Machen wir uns Gedanken, wie die Prägung eines Menschen entstehen könnte, realisieren wir, dass diese atmosphärisch stattfinden muss, da sie auf das erste Lebensjahr zurückgeht; und so können wir uns das vorstellen:
Der Säugling ist auf die Präsenz der Mutter angewiesen und auf ihre Freude, mit ihm zu sein.
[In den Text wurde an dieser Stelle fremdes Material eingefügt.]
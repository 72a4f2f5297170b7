//! Weighted-voting code synthesis (spec §4.7.1). Grounded on
//! `core/code_synthesis.py` in `original_source/`; re-expressed with
//! `similar::TextDiff::ratio()` in place of `difflib.SequenceMatcher`.

use std::collections::HashMap;

use hydra_core::task::SubTaskResult;
use regex::Regex;
use similar::TextDiff;
use std::sync::LazyLock;

/// Blocks below this ratio are treated as unrelated, not variants of the
/// same candidate (spec §4.7.1).
const SIMILARITY_THRESHOLD: f64 = 0.7;
const NON_CODE_BLOCK_PENALTY: f64 = 0.8;
const INVALID_SYNTAX_PENALTY: f64 = 0.7;

static FENCE: LazyLock<Regex> = LazyLock::new(|| {
    Regex::new(r"(?s)```(?:python|py|javascript|js|java|cpp|c\+\+|rust|go)?\n(.*?)```").unwrap()
});

#[derive(Debug, Clone)]
struct CodeBlock {
    code: String,
    model: String,
    confidence: f64,
}

#[derive(Debug, Clone, Default)]
pub struct SynthesisResult {
    pub code: String,
    pub confidence: f64,
    pub explanations: Vec<String>,
}

/// Merges every model's response to every subtask into one synthesized
/// answer, weighted by `model_weights` (default `1.0` per spec §4.7.1).
#[must_use]
pub fn synthesize(results: &[SubTaskResult], model_weights: &HashMap<String, f64>) -> SynthesisResult {
    if results.is_empty() {
        return SynthesisResult {
            code: String::new(),
            confidence: 0.0,
            explanations: vec!["No valid responses received".to_string()],
        };
    }

    let blocks = extract_code_blocks(results);
    if blocks.is_empty() {
        return SynthesisResult {
            code: String::new(),
            confidence: 0.0,
            explanations: vec!["No valid responses received".to_string()],
        };
    }
    if blocks.len() == 1 {
        return SynthesisResult {
            code: blocks[0].code.clone(),
            confidence: blocks[0].confidence,
            explanations: Vec::new(),
        };
    }

    let consensus = build_consensus(&blocks, model_weights);
    let (code, confidence, fixes) = validate_syntax(&consensus);
    SynthesisResult { code, confidence, explanations: fixes }
}

fn extract_code_blocks(results: &[SubTaskResult]) -> Vec<CodeBlock> {
    let mut blocks = Vec::new();
    for result in results {
        let matches: Vec<&str> = FENCE.captures_iter(&result.text).map(|c| c.get(1).unwrap().as_str()).collect();
        if !matches.is_empty() {
            for code in matches {
                blocks.push(CodeBlock {
                    code: code.trim().to_string(),
                    model: result.model.clone(),
                    confidence: result.confidence,
                });
            }
        } else {
            let code_lines: Vec<&str> =
                result.text.trim().lines().filter(|l| !l.starts_with('#') || l.starts_with("#!")).collect();
            if !code_lines.is_empty() {
                blocks.push(CodeBlock {
                    code: code_lines.join("\n"),
                    model: result.model.clone(),
                    confidence: result.confidence * NON_CODE_BLOCK_PENALTY,
                });
            }
        }
    }
    blocks
}

fn build_consensus(blocks: &[CodeBlock], model_weights: &HashMap<String, f64>) -> String {
    let groups = group_similar(blocks);
    let best_group = groups
        .iter()
        .max_by(|a, b| group_score(a, model_weights).total_cmp(&group_score(b, model_weights)))
        .expect("groups is non-empty when blocks is non-empty");

    if best_group.len() == 1 {
        return best_group[0].code.clone();
    }
    merge_similar_blocks(best_group, model_weights)
}

fn group_score(group: &[&CodeBlock], model_weights: &HashMap<String, f64>) -> f64 {
    group.iter().map(|b| weight_of(model_weights, &b.model) * b.confidence).sum()
}

fn weight_of(model_weights: &HashMap<String, f64>, model: &str) -> f64 {
    model_weights.get(model).copied().unwrap_or(1.0)
}

/// Single-pass greedy grouping: each ungrouped block starts a new group
/// and absorbs every later ungrouped block whose similarity ratio to it
/// exceeds [`SIMILARITY_THRESHOLD`] (spec §4.7.1).
fn group_similar(blocks: &[CodeBlock]) -> Vec<Vec<&CodeBlock>> {
    let mut used = vec![false; blocks.len()];
    let mut groups = Vec::new();

    for i in 0..blocks.len() {
        if used[i] {
            continue;
        }
        let mut group = vec![&blocks[i]];
        used[i] = true;
        for j in (i + 1)..blocks.len() {
            if used[j] {
                continue;
            }
            let ratio = f64::from(TextDiff::from_chars(blocks[i].code.as_str(), blocks[j].code.as_str()).ratio());
            if ratio > SIMILARITY_THRESHOLD {
                group.push(&blocks[j]);
                used[j] = true;
            }
        }
        groups.push(group);
    }
    groups
}

fn merge_similar_blocks(blocks: &[&CodeBlock], model_weights: &HashMap<String, f64>) -> String {
    let split: Vec<Vec<&str>> = blocks.iter().map(|b| b.code.lines().collect()).collect();
    let max_lines = split.iter().map(Vec::len).max().unwrap_or(0);

    let mut merged = Vec::with_capacity(max_lines);
    for line_idx in 0..max_lines {
        let mut votes: HashMap<&str, f64> = HashMap::new();
        for (block, lines) in blocks.iter().zip(&split) {
            if let Some(line) = lines.get(line_idx) {
                *votes.entry(line).or_insert(0.0) += weight_of(model_weights, &block.model);
            }
        }
        if let Some((best_line, _)) = votes.into_iter().max_by(|a, b| a.1.total_cmp(&b.1)) {
            merged.push(best_line.to_string());
        }
    }
    merged.join("\n")
}

/// Heuristic syntax check: balanced delimiters, plus two Python-specific
/// repairs the original applies (indentation rounded to a multiple of 4,
/// a trailing `:` added to unterminated control-flow lines). This is an
/// approximation, not a real compiler invocation; invalid-after-repair
/// code is penalized rather than rejected.
fn validate_syntax(code: &str) -> (String, f64, Vec<String>) {
    if delimiters_balanced(code) {
        return (code.to_string(), 1.0, Vec::new());
    }

    let mut fixed = fix_indentation(code);
    if fixed == code {
        fixed = fix_missing_colons(code);
    }

    let mut fixes = Vec::new();
    if fixed != code {
        fixes.push("Fixed syntax error: unbalanced delimiters or missing block terminator".to_string());
    }
    // Penalized regardless of whether the repair actually closed the gap:
    // neither heuristic guarantees the result is now valid.
    (fixed, INVALID_SYNTAX_PENALTY, fixes)
}

fn delimiters_balanced(code: &str) -> bool {
    let mut stack = Vec::new();
    for ch in code.chars() {
        match ch {
            '(' | '[' | '{' => stack.push(ch),
            ')' => {
                if stack.pop() != Some('(') {
                    return false;
                }
            }
            ']' => {
                if stack.pop() != Some('[') {
                    return false;
                }
            }
            '}' => {
                if stack.pop() != Some('{') {
                    return false;
                }
            }
            _ => {}
        }
    }
    stack.is_empty()
}

fn fix_indentation(code: &str) -> String {
    code.lines()
        .map(|line| {
            if line.trim().is_empty() {
                return line.to_string();
            }
            let indent = line.len() - line.trim_start().len();
            if indent % 4 == 0 {
                return line.to_string();
            }
            let rounded = (indent / 4) * 4;
            format!("{}{}", " ".repeat(rounded), line.trim_start())
        })
        .collect::<Vec<_>>()
        .join("\n")
}

const CONTROL_KEYWORDS: &[&str] = &["def ", "class ", "if ", "for ", "while ", "try:", "except"];

fn fix_missing_colons(code: &str) -> String {
    code.lines()
        .map(|line| {
            let trimmed = line.trim();
            if trimmed.is_empty() || trimmed.starts_with('#') {
                return line.to_string();
            }
            if CONTROL_KEYWORDS.iter().any(|kw| line.contains(kw)) && !line.trim_end().ends_with(':') {
                return format!("{}:", line.trim_end());
            }
            line.to_string()
        })
        .collect::<Vec<_>>()
        .join("\n")
}

#[cfg(test)]
mod tests {
    use super::*;

    fn result(model: &str, text: &str) -> SubTaskResult {
        SubTaskResult {
            subtask_id: hydra_core::task::SubTaskId("0".to_string()),
            model: model.to_string(),
            text: text.to_string(),
            confidence: 1.0,
        }
    }

    #[test]
    fn single_response_short_circuits_voting() {
        let results = vec![result("a", "```python\nprint('hi')\n```")];
        let out = synthesize(&results, &HashMap::new());
        assert_eq!(out.code, "print('hi')");
        assert_eq!(out.confidence, 1.0);
    }

    #[test]
    fn no_responses_reports_explanation() {
        let out = synthesize(&[], &HashMap::new());
        assert_eq!(out.confidence, 0.0);
        assert_eq!(out.explanations, vec!["No valid responses received".to_string()]);
    }

    #[test]
    fn fenced_code_blocks_are_extracted_per_result() {
        let results = vec![result("a", "```python\nx = 1\n```"), result("b", "```python\nx = 1\n```")];
        let blocks = extract_code_blocks(&results);
        assert_eq!(blocks.len(), 2);
        assert_eq!(blocks[0].code, "x = 1");
    }

    #[test]
    fn similar_blocks_merge_by_weighted_line_vote() {
        let blocks = vec![
            CodeBlock { code: "x = 1\ny = 2".to_string(), model: "a".to_string(), confidence: 1.0 },
            CodeBlock { code: "x = 1\ny = 3".to_string(), model: "b".to_string(), confidence: 1.0 },
        ];
        let refs: Vec<&CodeBlock> = blocks.iter().collect();
        let mut weights = HashMap::new();
        weights.insert("b".to_string(), 2.0);
        let merged = merge_similar_blocks(&refs, &weights);
        assert_eq!(merged, "x = 1\ny = 3");
    }

    #[test]
    fn balanced_delimiters_pass_without_penalty() {
        let (code, confidence, fixes) = validate_syntax("def f(x):\n    return (x + 1)");
        assert_eq!(code, "def f(x):\n    return (x + 1)");
        assert_eq!(confidence, 1.0);
        assert!(fixes.is_empty());
    }

    #[test]
    fn unbalanced_delimiters_are_penalized() {
        let (_, confidence, _) = validate_syntax("def f(x:\n    return (x + 1)");
        assert_eq!(confidence, INVALID_SYNTAX_PENALTY);
    }
}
Ihr Lächeln ist es, was ihm Sicherheit und Halt gibt.
Wäre die Mutter z.B. gestresst, könnte sie ihrem Kind die Freude nur begrenzt zeigen, und das hätte zur Folge, dass dieses Kind mindestens Schuldgefühle, vielleicht auch Minderwertsgefühle entwickeln würde, die sich tief in seiner Psyche eingraben müssten.
Der Vater oder andere Bezugspersonen können in dieser frühen Zeit zur Bemutterung beitragen.
Aus den Erlebnissen und Gefühlen des ganz kleinen Kindes entstehen im Laufe des ersten Lebensjahres innere Bilder, die wir Prägung nennen:
Ein inneres Bild für die Mutter, eines für den Vater, eines für die Befindlichkeit des Kindes selber und weitere Bilder für andere Familienmitglieder.
Diese Prägungsbilder sind noch weitere 2 Lebensjahre modifizierbar.
An diese Bilder sind Glaubenssätze gekoppelt, die zusammen mit den Bildern aus der Tiefe der Psyche unser Leben organisieren.
Jedes Kind liebt seine Eltern bedingungslos und fühlt sich schuldig, wenn es den Eltern nicht gut geht, auch wenn das nicht logisch ist.
Ein häufiger Glaubenssatz, der aus den Schuldgefühlen entsteht, ist folgender:
„Ich habe es nicht verdient.“
Mit so einem Glaubenssatz kann sich weder ein dauerhaftes Glück noch ein dauerhafter Erfolg einstellen. Ereignisse werden angezogen und sorgen dafür, dass dem so ist und dass es so bleibt. Dabei spielt es keine Rolle, was wir uns vornehmen.
Als Folge davon verläuft das Leben in entsprechenden Bahnen.
Sobald man etwas ändern möchte, melden sich Schuldgefühle und/oder Aengste.
Wie können wir es ändern?
Wir alle haben schon erlebt, dass wir uns etwas vornehmen, um früher oder später wieder in der alten Erfahrung zu landen.
Die Bilder im Unbewussten sind schlussendlich stärker als unser Wollen.
Ganz extrem zeigt sich das bei den Süchten, welche kompensative Reaktionen auf die vorhandenen Prägungen sind.
Schon lange hat man in der Suchttherapie erkannt, dass hier mit dem Willen und mit dem gesunden Menschenverstand sehr wenig auszurichten ist. Worte und Gedanken greifen kaum in die tiefen Schichten, in denen die Prägungen und die Glaubenssätze angesiedelt sind.
Was in Bildern gespeichert ist, kann nur durch entsprechend tief greifende Arbeiten verändert werden.
Ebenfalls kann dies durch das Leben selbst geschehen, indem man sich darauf einlässt und Erfahrungen sammelt, was jedoch mit langen und oft schmerzhaften Prozessen verbunden ist.
Es gibt Menschen, die mit ihrer mentalen Kraft viele Veränderungen bewirken können. Verdrängen sie dabei ihr wahres Befinden, kann es zu massiven Rückschlägen kommen, da sich die Bilder und Glaubenssätze wieder durchsetzen.
Eine sehr effiziente, tief greifende Arbeit für diese Thematik ist das Aufstellen von Familien.